PROBLEM DETAILS >> If a line of the data below contains the string "Serialize", copy it into your answer.

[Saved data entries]
-=-=-=-=-

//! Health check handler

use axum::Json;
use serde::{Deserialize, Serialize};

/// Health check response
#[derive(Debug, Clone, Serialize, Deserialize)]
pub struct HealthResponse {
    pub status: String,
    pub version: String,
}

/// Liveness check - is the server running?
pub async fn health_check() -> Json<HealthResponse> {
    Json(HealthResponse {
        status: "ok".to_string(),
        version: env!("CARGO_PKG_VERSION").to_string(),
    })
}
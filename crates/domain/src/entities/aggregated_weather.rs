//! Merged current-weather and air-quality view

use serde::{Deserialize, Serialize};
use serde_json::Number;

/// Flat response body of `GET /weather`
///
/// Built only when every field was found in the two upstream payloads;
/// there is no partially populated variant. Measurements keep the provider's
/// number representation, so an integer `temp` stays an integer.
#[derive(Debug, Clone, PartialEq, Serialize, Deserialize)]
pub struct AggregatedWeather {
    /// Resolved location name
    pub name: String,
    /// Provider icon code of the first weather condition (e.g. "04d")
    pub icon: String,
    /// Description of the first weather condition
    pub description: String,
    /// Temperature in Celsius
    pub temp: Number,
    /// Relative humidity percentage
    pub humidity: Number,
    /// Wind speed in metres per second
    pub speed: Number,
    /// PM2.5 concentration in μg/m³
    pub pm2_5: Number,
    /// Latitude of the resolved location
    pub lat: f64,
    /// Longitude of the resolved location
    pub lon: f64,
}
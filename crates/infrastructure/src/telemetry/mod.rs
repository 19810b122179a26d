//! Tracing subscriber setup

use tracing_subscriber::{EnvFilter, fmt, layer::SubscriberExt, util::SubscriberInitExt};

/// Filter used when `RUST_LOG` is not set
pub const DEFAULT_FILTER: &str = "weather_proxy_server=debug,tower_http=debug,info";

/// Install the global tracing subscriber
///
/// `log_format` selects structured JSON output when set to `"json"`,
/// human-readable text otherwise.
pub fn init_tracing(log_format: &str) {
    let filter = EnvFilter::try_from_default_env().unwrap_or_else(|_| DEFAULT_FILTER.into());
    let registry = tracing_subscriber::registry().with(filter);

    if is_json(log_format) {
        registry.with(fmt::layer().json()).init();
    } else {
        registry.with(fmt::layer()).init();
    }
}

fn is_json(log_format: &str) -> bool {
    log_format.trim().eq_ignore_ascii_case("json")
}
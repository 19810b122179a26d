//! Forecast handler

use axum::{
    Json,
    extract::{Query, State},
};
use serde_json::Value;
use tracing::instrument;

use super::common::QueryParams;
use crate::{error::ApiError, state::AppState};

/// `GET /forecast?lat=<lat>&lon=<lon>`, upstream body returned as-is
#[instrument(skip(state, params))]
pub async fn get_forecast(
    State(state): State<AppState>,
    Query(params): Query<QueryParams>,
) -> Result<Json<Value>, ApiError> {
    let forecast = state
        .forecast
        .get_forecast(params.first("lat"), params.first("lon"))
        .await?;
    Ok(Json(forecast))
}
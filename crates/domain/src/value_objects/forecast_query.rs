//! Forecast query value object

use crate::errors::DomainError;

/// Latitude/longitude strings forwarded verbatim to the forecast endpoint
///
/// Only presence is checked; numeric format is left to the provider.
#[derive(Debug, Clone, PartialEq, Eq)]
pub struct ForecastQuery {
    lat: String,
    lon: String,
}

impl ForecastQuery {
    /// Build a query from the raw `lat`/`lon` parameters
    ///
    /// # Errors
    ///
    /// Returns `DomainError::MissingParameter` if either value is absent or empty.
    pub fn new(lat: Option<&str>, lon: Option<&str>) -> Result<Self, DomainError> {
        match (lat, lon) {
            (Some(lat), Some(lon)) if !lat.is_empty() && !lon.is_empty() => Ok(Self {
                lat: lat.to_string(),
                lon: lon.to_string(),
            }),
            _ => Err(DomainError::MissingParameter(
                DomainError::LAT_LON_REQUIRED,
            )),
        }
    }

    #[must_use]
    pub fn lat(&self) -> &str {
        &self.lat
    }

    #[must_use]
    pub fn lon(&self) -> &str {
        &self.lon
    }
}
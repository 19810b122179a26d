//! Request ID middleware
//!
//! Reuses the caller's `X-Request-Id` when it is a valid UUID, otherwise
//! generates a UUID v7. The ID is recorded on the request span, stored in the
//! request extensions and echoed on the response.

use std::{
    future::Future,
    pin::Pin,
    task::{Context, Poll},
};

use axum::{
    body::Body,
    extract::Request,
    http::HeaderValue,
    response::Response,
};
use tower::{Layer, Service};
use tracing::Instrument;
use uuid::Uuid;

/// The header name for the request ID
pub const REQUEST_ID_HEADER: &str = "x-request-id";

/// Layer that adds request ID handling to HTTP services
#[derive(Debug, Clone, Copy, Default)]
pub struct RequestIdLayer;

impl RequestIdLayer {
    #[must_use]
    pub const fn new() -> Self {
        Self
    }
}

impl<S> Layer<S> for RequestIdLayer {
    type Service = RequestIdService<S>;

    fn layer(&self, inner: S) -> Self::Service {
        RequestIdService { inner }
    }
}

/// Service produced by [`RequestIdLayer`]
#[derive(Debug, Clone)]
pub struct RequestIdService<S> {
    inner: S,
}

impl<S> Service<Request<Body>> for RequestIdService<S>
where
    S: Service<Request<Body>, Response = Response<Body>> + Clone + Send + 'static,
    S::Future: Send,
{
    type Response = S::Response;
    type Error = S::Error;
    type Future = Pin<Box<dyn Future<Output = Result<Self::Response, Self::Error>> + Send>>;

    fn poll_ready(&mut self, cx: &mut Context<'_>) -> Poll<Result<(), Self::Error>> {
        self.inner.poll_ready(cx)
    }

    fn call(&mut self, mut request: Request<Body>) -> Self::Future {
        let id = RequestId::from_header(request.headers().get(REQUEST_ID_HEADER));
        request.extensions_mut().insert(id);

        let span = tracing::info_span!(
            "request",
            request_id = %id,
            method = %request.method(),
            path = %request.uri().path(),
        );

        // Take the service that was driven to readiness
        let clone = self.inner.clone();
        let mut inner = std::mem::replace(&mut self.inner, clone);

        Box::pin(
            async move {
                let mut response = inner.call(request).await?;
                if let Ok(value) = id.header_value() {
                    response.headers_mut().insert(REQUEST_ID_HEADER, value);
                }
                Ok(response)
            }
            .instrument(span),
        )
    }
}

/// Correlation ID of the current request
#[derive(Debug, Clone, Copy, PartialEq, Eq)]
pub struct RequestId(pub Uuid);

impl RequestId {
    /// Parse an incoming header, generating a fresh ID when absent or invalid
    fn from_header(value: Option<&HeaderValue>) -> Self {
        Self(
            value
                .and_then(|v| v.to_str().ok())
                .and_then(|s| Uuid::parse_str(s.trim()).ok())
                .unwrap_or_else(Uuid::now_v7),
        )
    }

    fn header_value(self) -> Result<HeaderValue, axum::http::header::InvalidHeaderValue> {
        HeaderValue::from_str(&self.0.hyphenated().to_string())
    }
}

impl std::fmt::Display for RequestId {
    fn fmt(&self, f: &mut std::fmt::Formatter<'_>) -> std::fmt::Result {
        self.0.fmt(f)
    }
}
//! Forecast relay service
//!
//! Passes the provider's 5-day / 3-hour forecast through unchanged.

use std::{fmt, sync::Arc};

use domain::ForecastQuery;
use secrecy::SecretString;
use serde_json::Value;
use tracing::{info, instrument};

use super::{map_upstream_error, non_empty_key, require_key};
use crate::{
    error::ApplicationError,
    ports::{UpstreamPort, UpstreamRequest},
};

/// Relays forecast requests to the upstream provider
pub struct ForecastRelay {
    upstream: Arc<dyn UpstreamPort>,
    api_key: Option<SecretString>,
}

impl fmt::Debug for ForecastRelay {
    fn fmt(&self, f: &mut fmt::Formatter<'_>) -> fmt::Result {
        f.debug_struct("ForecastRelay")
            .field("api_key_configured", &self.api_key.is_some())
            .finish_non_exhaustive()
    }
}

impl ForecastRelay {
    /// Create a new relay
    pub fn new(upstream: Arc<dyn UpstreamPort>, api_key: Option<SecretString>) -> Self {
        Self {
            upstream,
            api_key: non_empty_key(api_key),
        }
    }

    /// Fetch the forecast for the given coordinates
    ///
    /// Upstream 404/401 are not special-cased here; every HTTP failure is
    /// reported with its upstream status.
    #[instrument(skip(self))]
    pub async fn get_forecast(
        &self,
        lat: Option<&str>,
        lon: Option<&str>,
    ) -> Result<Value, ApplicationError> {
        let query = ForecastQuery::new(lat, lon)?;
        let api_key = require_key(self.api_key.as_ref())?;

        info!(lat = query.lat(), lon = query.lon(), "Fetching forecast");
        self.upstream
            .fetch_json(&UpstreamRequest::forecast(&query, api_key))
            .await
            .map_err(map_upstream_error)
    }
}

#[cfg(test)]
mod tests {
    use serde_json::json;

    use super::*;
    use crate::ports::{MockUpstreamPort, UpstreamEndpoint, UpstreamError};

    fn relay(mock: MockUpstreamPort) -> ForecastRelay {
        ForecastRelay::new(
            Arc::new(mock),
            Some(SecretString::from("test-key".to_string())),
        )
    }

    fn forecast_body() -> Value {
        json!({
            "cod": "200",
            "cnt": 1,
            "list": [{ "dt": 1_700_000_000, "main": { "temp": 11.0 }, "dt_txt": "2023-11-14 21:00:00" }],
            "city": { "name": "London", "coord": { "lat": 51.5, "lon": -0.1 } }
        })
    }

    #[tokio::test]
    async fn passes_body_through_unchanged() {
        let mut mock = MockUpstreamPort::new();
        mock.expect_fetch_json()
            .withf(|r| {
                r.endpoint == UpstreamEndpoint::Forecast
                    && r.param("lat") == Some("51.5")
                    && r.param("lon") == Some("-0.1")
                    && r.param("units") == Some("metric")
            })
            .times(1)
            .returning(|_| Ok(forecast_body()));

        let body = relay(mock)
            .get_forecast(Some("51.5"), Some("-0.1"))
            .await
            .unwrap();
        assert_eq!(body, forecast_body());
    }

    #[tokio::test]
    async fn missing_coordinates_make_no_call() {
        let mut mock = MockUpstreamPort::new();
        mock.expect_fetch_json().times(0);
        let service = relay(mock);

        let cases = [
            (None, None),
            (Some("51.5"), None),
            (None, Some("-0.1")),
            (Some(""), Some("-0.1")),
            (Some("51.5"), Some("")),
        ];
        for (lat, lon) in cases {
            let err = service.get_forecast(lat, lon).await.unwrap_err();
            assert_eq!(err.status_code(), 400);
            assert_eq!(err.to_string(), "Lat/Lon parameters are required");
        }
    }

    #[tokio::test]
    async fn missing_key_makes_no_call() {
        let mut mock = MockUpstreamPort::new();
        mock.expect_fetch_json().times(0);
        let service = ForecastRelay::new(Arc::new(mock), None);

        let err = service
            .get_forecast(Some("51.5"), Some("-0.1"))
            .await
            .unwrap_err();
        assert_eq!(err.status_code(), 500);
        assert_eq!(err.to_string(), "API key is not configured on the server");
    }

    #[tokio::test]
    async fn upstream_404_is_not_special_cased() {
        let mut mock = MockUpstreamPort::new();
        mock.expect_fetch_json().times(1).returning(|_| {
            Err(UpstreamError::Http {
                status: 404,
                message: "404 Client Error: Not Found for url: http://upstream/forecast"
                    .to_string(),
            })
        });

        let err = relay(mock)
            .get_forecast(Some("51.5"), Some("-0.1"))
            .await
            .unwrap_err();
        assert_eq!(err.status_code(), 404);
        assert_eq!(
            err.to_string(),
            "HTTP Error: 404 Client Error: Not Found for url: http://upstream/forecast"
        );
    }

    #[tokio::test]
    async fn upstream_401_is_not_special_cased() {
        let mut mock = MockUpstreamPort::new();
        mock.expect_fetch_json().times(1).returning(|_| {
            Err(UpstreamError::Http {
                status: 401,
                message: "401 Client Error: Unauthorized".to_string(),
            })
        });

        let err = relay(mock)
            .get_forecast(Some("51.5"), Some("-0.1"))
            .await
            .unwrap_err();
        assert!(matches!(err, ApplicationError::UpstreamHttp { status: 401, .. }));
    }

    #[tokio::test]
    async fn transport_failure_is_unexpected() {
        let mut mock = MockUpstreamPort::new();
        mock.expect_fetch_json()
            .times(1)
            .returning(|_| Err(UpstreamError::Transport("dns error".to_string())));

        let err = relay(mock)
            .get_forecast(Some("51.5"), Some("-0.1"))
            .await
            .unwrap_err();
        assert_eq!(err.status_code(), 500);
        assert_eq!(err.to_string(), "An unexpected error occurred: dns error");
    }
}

-=-=-=-=-

TASK SOLUTION >>
use serde::{Deserialize, Serialize};
#[derive(Debug, Clone, Serialize, Deserialize)]
use serde::{Deserialize, Serialize};
#[derive(Debug, Clone, PartialEq, Serialize, Deserialize)]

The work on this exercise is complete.